Holden would not block Camaro Supercar
Holden will not stand in the way of any plans for a Supercars Camaro to join Australia’s premier touring car series in the future.
The possibility of a Supercars version of the American muscle car has heightened following confirmation that the Ford Mustang will be homologated and developed, with backing from the Blue Oval, to join the Supercars grid next year.
The Mustang will be the first two-door body shape Supercar to race under the Gen2 rules which has triggered talk that the Chevrolet Camaro (General Motors) and Nissan GT-R could be the next models to follow suit.
Speculation around the Camaro arrives while General Motors’ latest Supercar the Holden ZB Commodore is only four championship rounds old, following 18 months of development completed by factory Holden squad Triple Eight.

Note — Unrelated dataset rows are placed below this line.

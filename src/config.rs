//! Run configuration.
//!
//! Handles loading, validating, and merging `downsize.toml`. Stock defaults
//! are the base layer; a user file only needs the keys it wants to change.
//!
//! ## Config File Location
//!
//! `--config <FILE>` if given, otherwise `downsize.toml` in the working
//! directory, otherwise the stock defaults.
//!
//! ## Configuration Options
//!
//! ```toml
//! # All options are optional - defaults shown below
//!
//! [budget]
//! target_kb = 300           # Byte ceiling per image, in KiB
//! min_width = 670           # Never resample narrower than this (px)
//!
//! [ladders]
//! large_above_kb = 1000     # Files above this use the `large` ladder
//! large = [0.6, 0.5, 0.4, 0.35, 0.3, 0.25, 0.2, 0.15]
//! medium_above_kb = 500     # Files above this use the `medium` ladder
//! medium = [0.8, 0.7, 0.6, 0.5, 0.4, 0.3, 0.25, 0.2]
//! small = [1.0, 0.9, 0.8, 0.7, 0.6, 0.5, 0.4, 0.3, 0.25, 0.2]
//!
//! [jpeg]
//! qualities = [85, 75, 65, 55, 45]
//!
//! [png]
//! compression = "best"      # fast | default | best
//!
//! [backup]
//! suffix = ".backup"
//!
//! [processing]
//! max_processes = 4         # Max parallel workers (omit for auto = CPU cores)
//! time_budget_secs = 30     # Per-image search budget (omit for unlimited)
//! ```
//!
//! Unknown keys are rejected to catch typos early.

use crate::imaging::PngCompression;
use serde::{Deserialize, Serialize};
use std::fs;
use std::path::{Path, PathBuf};
use thiserror::Error;

/// File looked up in the working directory when no `--config` is given.
pub const CONFIG_FILE: &str = "downsize.toml";

#[derive(Error, Debug)]
pub enum ConfigError {
    #[error("IO error: {0}")]
    Io(#[from] std::io::Error),
    #[error("TOML parse error: {0}")]
    Toml(#[from] toml::de::Error),
    #[error("Config validation error: {0}")]
    Validation(String),
}

/// Configuration loaded from `downsize.toml`.
#[derive(Debug, Clone, Default, PartialEq, Serialize, Deserialize)]
#[serde(default, deny_unknown_fields)]
pub struct Config {
    pub budget: BudgetConfig,
    pub ladders: LaddersConfig,
    pub jpeg: JpegConfig,
    pub png: PngConfig,
    pub backup: BackupConfig,
    pub processing: ProcessingConfig,
}

impl Config {
    /// Validate config values are within acceptable ranges.
    pub fn validate(&self) -> Result<(), ConfigError> {
        if self.budget.target_kb == 0 {
            return Err(ConfigError::Validation(
                "budget.target_kb must be positive".into(),
            ));
        }
        if self.budget.min_width == 0 {
            return Err(ConfigError::Validation(
                "budget.min_width must be positive".into(),
            ));
        }
        for (name, ladder) in [
            ("large", &self.ladders.large),
            ("medium", &self.ladders.medium),
            ("small", &self.ladders.small),
        ] {
            validate_ladder(name, ladder)?;
        }
        let qualities = &self.jpeg.qualities;
        if qualities.is_empty() {
            return Err(ConfigError::Validation(
                "jpeg.qualities must not be empty".into(),
            ));
        }
        if qualities.iter().any(|&q| q == 0 || q > 100) {
            return Err(ConfigError::Validation(
                "jpeg.qualities must be 1-100".into(),
            ));
        }
        if qualities.windows(2).any(|w| w[0] <= w[1]) {
            return Err(ConfigError::Validation(
                "jpeg.qualities must be strictly descending".into(),
            ));
        }
        let suffix = &self.backup.suffix;
        if suffix.is_empty() || suffix.contains(['/', '\\']) {
            return Err(ConfigError::Validation(
                "backup.suffix must be a non-empty file name suffix".into(),
            ));
        }
        if self.processing.max_processes == Some(0) {
            return Err(ConfigError::Validation(
                "processing.max_processes must be at least 1".into(),
            ));
        }
        Ok(())
    }

    /// Apply command-line overrides and re-validate.
    pub fn with_overrides(
        mut self,
        target_kb: Option<u64>,
        min_width: Option<u32>,
    ) -> Result<Self, ConfigError> {
        if let Some(kb) = target_kb {
            self.budget.target_kb = kb;
        }
        if let Some(width) = min_width {
            self.budget.min_width = width;
        }
        self.validate()?;
        Ok(self)
    }
}

fn validate_ladder(name: &str, ladder: &[f64]) -> Result<(), ConfigError> {
    if ladder.is_empty() {
        return Err(ConfigError::Validation(format!(
            "ladders.{name} must not be empty"
        )));
    }
    if ladder.iter().any(|&s| !(s > 0.0 && s <= 1.0)) {
        return Err(ConfigError::Validation(format!(
            "ladders.{name} scales must be in (0, 1]"
        )));
    }
    if ladder.windows(2).any(|w| w[0] <= w[1]) {
        return Err(ConfigError::Validation(format!(
            "ladders.{name} must be strictly descending"
        )));
    }
    Ok(())
}

/// The byte ceiling and width floor.
#[derive(Debug, Clone, PartialEq, Serialize, Deserialize)]
#[serde(default, deny_unknown_fields)]
pub struct BudgetConfig {
    /// Target size in KiB (1 KiB = 1024 bytes).
    pub target_kb: u64,
    /// Minimum output width in pixels. Narrower sources are never upscaled.
    pub min_width: u32,
}

impl Default for BudgetConfig {
    fn default() -> Self {
        Self {
            target_kb: 300,
            min_width: 670,
        }
    }
}

/// Size-tiered scale ladders.
#[derive(Debug, Clone, PartialEq, Serialize, Deserialize)]
#[serde(default, deny_unknown_fields)]
pub struct LaddersConfig {
    pub large_above_kb: u64,
    pub large: Vec<f64>,
    pub medium_above_kb: u64,
    pub medium: Vec<f64>,
    pub small: Vec<f64>,
}

impl Default for LaddersConfig {
    fn default() -> Self {
        Self {
            large_above_kb: 1000,
            large: vec![0.6, 0.5, 0.4, 0.35, 0.3, 0.25, 0.2, 0.15],
            medium_above_kb: 500,
            medium: vec![0.8, 0.7, 0.6, 0.5, 0.4, 0.3, 0.25, 0.2],
            small: vec![1.0, 0.9, 0.8, 0.7, 0.6, 0.5, 0.4, 0.3, 0.25, 0.2],
        }
    }
}

#[derive(Debug, Clone, PartialEq, Serialize, Deserialize)]
#[serde(default, deny_unknown_fields)]
pub struct JpegConfig {
    /// Qualities tried at each scale, highest first.
    pub qualities: Vec<u8>,
}

impl Default for JpegConfig {
    fn default() -> Self {
        Self {
            qualities: vec![85, 75, 65, 55, 45],
        }
    }
}

#[derive(Debug, Clone, Default, PartialEq, Serialize, Deserialize)]
#[serde(default, deny_unknown_fields)]
pub struct PngConfig {
    pub compression: PngCompression,
}

#[derive(Debug, Clone, PartialEq, Serialize, Deserialize)]
#[serde(default, deny_unknown_fields)]
pub struct BackupConfig {
    /// Appended to the original file name, e.g. `photo.jpg.backup`.
    pub suffix: String,
}

impl Default for BackupConfig {
    fn default() -> Self {
        Self {
            suffix: ".backup".to_string(),
        }
    }
}

/// Parallel processing settings.
#[derive(Debug, Clone, Default, PartialEq, Serialize, Deserialize)]
#[serde(default, deny_unknown_fields)]
pub struct ProcessingConfig {
    /// Maximum number of parallel image workers.
    /// When absent, defaults to the number of CPU cores.
    /// Values larger than the core count are clamped down.
    pub max_processes: Option<usize>,
    /// Per-image wall-clock budget for the ladder walk. Once spent, the
    /// search goes straight to the fallback.
    pub time_budget_secs: Option<u64>,
}

/// Resolve the effective thread count from config.
///
/// - `None` → use all available cores
/// - `Some(n)` → use `min(n, cores)` (user can constrain down, not up)
pub fn effective_threads(config: &ProcessingConfig) -> usize {
    let cores = std::thread::available_parallelism()
        .map(|n| n.get())
        .unwrap_or(1);
    config.max_processes.map(|n| n.min(cores)).unwrap_or(cores)
}

/// Returns the stock default config as a `toml::Value::Table`.
///
/// This is the base layer user overrides are merged onto.
pub fn stock_defaults_value() -> Result<toml::Value, ConfigError> {
    toml::Value::try_from(Config::default())
        .map_err(|e| ConfigError::Validation(format!("default config must serialize: {e}")))
}

/// Recursively merge `overlay` on top of `base`.
///
/// - Tables are merged key-by-key (overlay keys override base keys).
/// - Non-table values in overlay replace base values entirely, so a ladder
///   given in a user file replaces the stock ladder instead of extending it.
/// - Keys in base that are not in overlay are preserved.
pub fn merge_toml(base: toml::Value, overlay: toml::Value) -> toml::Value {
    match (base, overlay) {
        (toml::Value::Table(mut base_table), toml::Value::Table(overlay_table)) => {
            for (key, overlay_val) in overlay_table {
                let merged = match base_table.remove(&key) {
                    Some(base_val) => merge_toml(base_val, overlay_val),
                    None => overlay_val,
                };
                base_table.insert(key, merged);
            }
            toml::Value::Table(base_table)
        }
        (_, overlay) => overlay,
    }
}

/// Load a config file as a raw TOML value.
///
/// Returns `Ok(None)` if the file does not exist.
pub fn load_raw_config(path: &Path) -> Result<Option<toml::Value>, ConfigError> {
    if !path.exists() {
        return Ok(None);
    }
    let content = fs::read_to_string(path)?;
    let value: toml::Value = toml::from_str(&content)?;
    Ok(Some(value))
}

/// Merge an optional overlay onto a base value, then deserialize and validate.
pub fn resolve_config(
    base: toml::Value,
    overlay: Option<toml::Value>,
) -> Result<Config, ConfigError> {
    let merged = match overlay {
        Some(ov) => merge_toml(base, ov),
        None => base,
    };
    let config: Config = merged.try_into()?;
    config.validate()?;
    Ok(config)
}

/// Load the run config.
///
/// An `explicit` path must exist. Without one, [`CONFIG_FILE`] in `dir` is
/// used if present, and the stock defaults otherwise.
pub fn load_config(explicit: Option<&Path>, dir: &Path) -> Result<Config, ConfigError> {
    let path: PathBuf = explicit
        .map(Path::to_path_buf)
        .unwrap_or_else(|| dir.join(CONFIG_FILE));
    let overlay = match explicit {
        Some(_) => Some(toml::from_str(&fs::read_to_string(&path)?)?),
        None => load_raw_config(&path)?,
    };
    if overlay.is_some() {
        tracing::debug!(path = %path.display(), "loaded config");
    }
    resolve_config(stock_defaults_value()?, overlay)
}

/// Returns a fully-commented stock `downsize.toml` with all keys.
///
/// Used by the `gen-config` CLI command.
pub fn stock_config_toml() -> &'static str {
    r##"# downsize configuration
# ======================
# All settings are optional. Remove or comment out any you don't need.
# Values shown below are the defaults.
#
# Unknown keys will cause an error.

# ---------------------------------------------------------------------------
# Size budget
# ---------------------------------------------------------------------------
[budget]
# Target size per image in KiB (1 KiB = 1024 bytes). Files at or under the
# target are left untouched.
target_kb = 300

# Minimum output width in pixels. Images already narrower than this keep
# their width; nothing is ever upscaled.
min_width = 670

# ---------------------------------------------------------------------------
# Scale ladders
# ---------------------------------------------------------------------------
# Scale factors tried in order, each strictly descending within (0, 1].
# Factors that would go under min_width are skipped.
[ladders]
# Files larger than this (KiB) are far over budget: start aggressive.
large_above_kb = 1000
large = [0.6, 0.5, 0.4, 0.35, 0.3, 0.25, 0.2, 0.15]

# Files larger than this (KiB) but not "large" use a moderate ladder.
medium_above_kb = 500
medium = [0.8, 0.7, 0.6, 0.5, 0.4, 0.3, 0.25, 0.2]

# Everything else starts unscaled.
small = [1.0, 0.9, 0.8, 0.7, 0.6, 0.5, 0.4, 0.3, 0.25, 0.2]

# ---------------------------------------------------------------------------
# JPEG
# ---------------------------------------------------------------------------
[jpeg]
# Qualities tried at every scale, highest first (1-100). The last one is
# also used by the fallback.
qualities = [85, 75, 65, 55, 45]

# ---------------------------------------------------------------------------
# PNG
# ---------------------------------------------------------------------------
[png]
# Lossless compression effort: "fast", "default" or "best".
compression = "best"

# ---------------------------------------------------------------------------
# Backups
# ---------------------------------------------------------------------------
[backup]
# Appended to the original file name. An existing backup is never
# overwritten.
suffix = ".backup"

# ---------------------------------------------------------------------------
# Processing
# ---------------------------------------------------------------------------
[processing]
# Maximum parallel workers. Omit for auto (= number of CPU cores).
# Values larger than the core count are clamped down.
# max_processes = 4

# Per-image time budget in seconds. When spent, the search stops and the
# smallest allowed setting is used. Omit for no limit.
# time_budget_secs = 30
"##
}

While the Commodore and Camaro fall under the GM umbrella, Holden, while focussed on the new ZB Commodore, would not stop a rival team’s attempts to homologate, develop and race a Camaro in Supercars.
Holden’s new marketing boss Kristian Aquilina says he would welcome any vehicle to go up against the ZB Commodore.
“We’re thrilled with the ZB Commodore’s performance on the track, and we know it can get even better,” said Aquilina in statement issued to Speedcafe.com.
“Our focus is on having as many Holdens on the podium as we can, race in, race out. We’re confident the ZB Commodore is the car to do this.
“We’re not afraid of putting the ZB Commodore against the best, be that a Ford Mustang, or any other competitor – we know how good the all-new Commodore is.
“If it (Camaro) became a serious prospect, we’d definitely look at it as an exciting development for the sport but our focus is on ZB Commodore.”
Walkinshaw Andretti United (WAU) has been linked with the possibility of running a Camaro in Supercars.
The Walkinshaw-owned Holden Special Vehicles (HSV) has recently confirmed that it will start selling road going Chevrolet Camaros through its automotive arm in July this year.
WAU co-owner Zak Brown has also expressed his desire for the Camaro to join the Supercars Championship when speaking to media at the Formula 1 Australian Grand Prix in March.
The team declined to talk specifically about the Camaro when approached by Speedcafe.com.
“We’re just fully focused on the ZB Commodore. It’s a good package, there’s still a long way to go with it, so we’ll just keep working on that,” general manager Mathew Nilsson told Speedcafe.com.
While the team is known to be searching for a new manufacturer alliance, Nilsson confirmed the squad would be in a strong position should it be required to homologate a new Supercar.
“We’ve got the right people to do that job and we’ve done it in the past,” he said.
“We did that for many years and we’ve still got the same resources and people and all that sort of stuff to do it, so we know what the (homologation) process is.
“I’m confident that if that was required we could, but at the moment we don’t have that workload, we just have the workload of making our current cars go fast.”
Meanwhile, factory Holden Supercars team Triple Eight has refused to comment on the Camaro as the squad continues to focus on the new ZB Commodore.
The operation has a year left on its current factory deal with Holden.